*** Opening of SUPPLIED DATA ***

//! Structural validation of the parsed document tree.

use serde_json::Value;

use crate::error::{Error, Result};

/// Top-level sections every document must carry, in check order.
pub const REQUIRED_SECTIONS: [&str; 4] = ["asyncapi", "info", "channels", "components"];

/// Check that every mandatory top-level section is present.
///
/// Returns the tree unchanged on success. The first missing section aborts
/// with [`Error::SchemaStructure`]; later sections are not inspected. A
/// section set to `null` counts as missing, and so does every section when
/// the document root is not a mapping.
pub fn validate(doc: &Value) -> Result<&Value> {
    for section in REQUIRED_SECTIONS {
        if matches!(doc.get(section), None | Some(Value::Null)) {
            return Err(Error::SchemaStructure { section });
        }
    }
    Ok(doc)
}

#[cfg(test)]
#[allow(clippy::unwrap_used, clippy::expect_used, clippy::panic)]
mod tests {
    use super::*;
    use serde_json::json;

    fn complete() -> Value {
        json!({
            "asyncapi": "3.0.0",
            "info": { "title": "T", "version": "1" },
            "channels": {},
            "components": {}
        })
    }

    fn missing_section(doc: &Value) -> &'static str {
        match validate(doc) {
            Err(Error::SchemaStructure { section }) => section,
            other => panic!("expected SchemaStructure, got {other:?}"),
        }
    }

    #[test]
    fn test_complete_document_passes_unchanged() {
        let doc = complete();
        assert_eq!(validate(&doc).unwrap(), &doc);
    }

    #[test]
    fn test_each_section_is_required() {
        for section in REQUIRED_SECTIONS {
            let mut doc = complete();
            doc.as_object_mut().unwrap().remove(section);
            assert_eq!(missing_section(&doc), section);
        }
    }

    #[test]
    fn test_first_missing_section_wins() {
        let doc = json!({ "asyncapi": "3.0.0", "info": {} });
        assert_eq!(missing_section(&doc), "channels");
    }

    #[test]
    fn test_null_section_counts_as_missing() {
        let mut doc = complete();
        doc["info"] = Value::Null;
        assert_eq!(missing_section(&doc), "info");
    }

    #[test]
    fn test_non_mapping_root() {
        assert_eq!(missing_section(&json!(["asyncapi"])), "asyncapi");
    }
}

*** Close of SUPPLIED DATA ***

**TASK TO CARRY OUT**
Only lines containing the string "channels" are needed. Pull each of them out of the records above.

**WRITTEN SOLUTION**
pub const REQUIRED_SECTIONS: [&str; 4] = ["asyncapi", "info", "channels", "components"];
            "channels": {},
        assert_eq!(missing_section(&doc), "channels");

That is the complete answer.